[Stored data entries]
■ ■ ■ ■ ■ ■ ■
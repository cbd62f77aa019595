use thiserror::Error;

use luapool::PoolError;

#[derive(Debug, Error)]
pub enum CliError {
    #[error("{0}")]
    Usage(String),

    #[error("invalid value '{value}' for {flag}: expected a positive integer")]
    InvalidNumber { flag: &'static str, value: String },

    #[error("script not found: {0}")]
    ScriptNotFound(String),

    #[error(transparent)]
    Pool(#[from] PoolError),

    #[error("worker task failed: {0}")]
    Join(#[from] tokio::task::JoinError),
}

impl CliError {
    /// Usage problems exit with 2, everything else with 1.
    pub fn exit_code(&self) -> i32 {
        match self {
            CliError::Usage(_) | CliError::InvalidNumber { .. } => 2,
            _ => 1,
        }
    }
}

pub type Result<T> = std::result::Result<T, CliError>;
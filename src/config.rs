//! Where the preprocessed TIMIT corpus lives and how it is laid out.
//!
//! Feature extraction and label conversion happen upstream. What they leave behind is
//! one directory per stream, each holding a single `.npy` file per utterance:
//!
//! ```text
//! <root>/inputs/<split>/<utt>.npy                        (frames x input_size, float32)
//! <root>/inputs/<split>/frame_num.pickle                 ({utt: frames})
//! <root>/labels/ctc/<label_type>/<split>/<utt>.npy       (label sequence, int64)
//! <root>/labels/attention/<label_type>/<split>/<utt>.npy (<SOS> labels <EOS>, int64)
//! ```
//!
//! Make sure to point `CORPUS_ROOT` (or the `TIMIT_DATASET_ROOT` environment variable)
//! at your own copy before training.

use std::path::{Path, PathBuf};

use phf::phf_map;

use crate::dataset::Split;

pub const CORPUS_ROOT: &str = "/n/sd8/inaguma/corpus/timit/dataset";

// Overrides CORPUS_ROOT when set and non-empty.
pub const CORPUS_ROOT_ENV: &str = "TIMIT_DATASET_ROOT";

pub const FRAME_NUM_FILE: &str = "frame_num.pickle";

pub const ARRAY_EXT: &str = "npy";

/// Label vocabularies the corpus was converted to, with their number of output classes
/// (not counting blank, `<SOS>` or `<EOS>`).
pub const LABEL_TYPES: phf::Map<&'static str, usize> = phf_map! {
    "phone61" => 61,
    "phone48" => 48,
    "phone39" => 39,
    // a-z, space and apostrophe.
    "character" => 28,
};

// Padding value for CTC label sequences inside a minibatch. Never a valid class.
pub const CTC_PAD_VALUE: i64 = -1;

/// The three directories that make up one split of one label type.
#[derive(Debug, Clone, PartialEq, Eq)]
pub struct SplitDirs {
    pub inputs: PathBuf,
    pub ctc_labels: PathBuf,
    pub att_labels: PathBuf,
}

impl SplitDirs {
    pub fn frame_num_path(&self) -> PathBuf {
        self.inputs.join(FRAME_NUM_FILE)
    }

    pub fn input_path(&self, utt: &str) -> PathBuf {
        array_path(&self.inputs, utt)
    }

    pub fn ctc_label_path(&self, utt: &str) -> PathBuf {
        array_path(&self.ctc_labels, utt)
    }

    pub fn att_label_path(&self, utt: &str) -> PathBuf {
        array_path(&self.att_labels, utt)
    }
}

fn array_path(dir: &Path, utt: &str) -> PathBuf {
    dir.join(format!("{utt}.{ARRAY_EXT}"))
}

/// Root of a corpus laid out as described in the module docs.
#[derive(Debug, Clone, PartialEq, Eq)]
pub struct CorpusLayout {
    root: PathBuf,
}

impl Default for CorpusLayout {
    fn default() -> Self {
        let root = std::env::var(CORPUS_ROOT_ENV)
            .ok()
            .filter(|r| !r.is_empty())
            .unwrap_or_else(|| CORPUS_ROOT.to_string());
        Self::new(root)
    }
}

impl CorpusLayout {
    pub fn new(root: impl Into<PathBuf>) -> Self {
        Self { root: root.into() }
    }

    pub fn root(&self) -> &Path {
        &self.root
    }

    pub fn split_dirs(&self, split: Split, label_type: &str) -> SplitDirs {
        let split = split.to_string();
        SplitDirs {
            inputs: self.root.join("inputs").join(&split),
            ctc_labels: self.root.join("labels").join("ctc").join(label_type).join(&split),
            att_labels: self.root.join("labels").join("attention").join(label_type).join(&split),
        }
    }
}

pub fn is_known_label_type(label_type: &str) -> bool {
    LABEL_TYPES.contains_key(label_type)
}

#[cfg(test)]
mod tests {
    use super::*;

    #[test]
    fn split_dirs_follow_corpus_layout() {
        let layout = CorpusLayout::new("/corpus");
        let dirs = layout.split_dirs(Split::Dev, "phone61");
        assert_eq!(dirs.inputs, PathBuf::from("/corpus/inputs/dev"));
        assert_eq!(dirs.ctc_labels, PathBuf::from("/corpus/labels/ctc/phone61/dev"));
        assert_eq!(dirs.att_labels, PathBuf::from("/corpus/labels/attention/phone61/dev"));
        assert_eq!(dirs.frame_num_path(), PathBuf::from("/corpus/inputs/dev/frame_num.pickle"));
        assert_eq!(dirs.att_label_path("fadg0_si1279"), PathBuf::from("/corpus/labels/attention/phone61/dev/fadg0_si1279.npy"));
    }

    #[test]
    fn label_types() {
        for t in ["phone39", "phone48", "phone61", "character"] {
            assert!(is_known_label_type(t));
        }
        assert!(!is_known_label_type("phone60"));
        assert_eq!(LABEL_TYPES.get("phone48"), Some(&48));
    }
}
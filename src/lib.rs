//! In-memory TIMIT dataset for joint CTC/attention speech recognition.
//!
//! ```no_run
//! use timit_data::{Dataset, DatasetOptions, MiniBatches};
//!
//! let options = DatasetOptions::new(32, 1).sort_utt(true).progressbar(true);
//! let mut train = Dataset::load("train", "phone61", options)?;
//! for batch in MiniBatches::new(&mut train) {
//!     let batch = batch?;
//!     // feed batch.inputs / batch.att_labels / batch.ctc_labels to the model
//!     if batch.is_new_epoch {
//!         break;
//!     }
//! }
//! # Ok::<(), timit_data::DatasetError>(())
//! ```

pub mod audit;
pub mod batch;
pub mod config;
pub mod dataset;
pub mod error;
pub mod manifest;
pub mod npy;

pub use batch::{MiniBatch, MiniBatches};
pub use config::CorpusLayout;
pub use dataset::{Dataset, DatasetOptions, Split, UtteranceRecord};
pub use error::{DatasetError, Result};
pub use manifest::FrameManifest;
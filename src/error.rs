use std::path::PathBuf;

use thiserror::Error;

pub type Result<T> = std::result::Result<T, DatasetError>;

#[derive(Error, Debug)]
pub enum DatasetError {
    #[error("Invalid split '{0}'. Expected \"train\" or \"dev\" or \"test\".")]
    InvalidSplit(String),
    #[error("Unknown label type '{0}'. Expected one of phone39, phone48, phone61, character.")]
    UnknownLabelType(String),
    #[error("Invalid batch configuration: {0}")]
    InvalidBatchConfig(String),
    #[error("Dataset at '{0}' contains no utterances")]
    EmptyDataset(PathBuf),
    #[error("I/O error on '{path}'")]
    Io {
        path: PathBuf,
        #[source]
        source: std::io::Error,
    },
    #[error("Could not decode frame manifest '{path}'")]
    Manifest {
        path: PathBuf,
        #[source]
        source: serde_pickle::Error,
    },
    #[error("Could not decode array '{path}'")]
    Npy {
        path: PathBuf,
        #[source]
        source: ndarray_npy::ReadNpyError,
    },
    #[error("Invalid glob pattern")]
    Pattern(#[from] glob::PatternError),
    #[error("Could not read directory entry")]
    Glob(#[from] glob::GlobError),
    #[error("Ndarray Shape Error")]
    Shape(#[from] ndarray::ShapeError),
    #[error("Progress bar template error")]
    Template(#[from] indicatif::style::TemplateError),
}

impl DatasetError {
    pub(crate) fn io(path: impl Into<PathBuf>, source: std::io::Error) -> Self {
        DatasetError::Io { path: path.into(), source }
    }

    /// True if the failure was a missing manifest or array file.
    pub fn is_not_found(&self) -> bool {
        matches!(self, DatasetError::Io { source, .. } if source.kind() == std::io::ErrorKind::NotFound)
    }
}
■ ■ ■ ■ ■ ■ ■
Check each line of the entries for "Result" and copy those that have it.

Written solution:
pub type Result<T> = std::result::Result<T, CliError>;
pub use error::{DatasetError, Result};
pub type Result<T> = std::result::Result<T, DatasetError>;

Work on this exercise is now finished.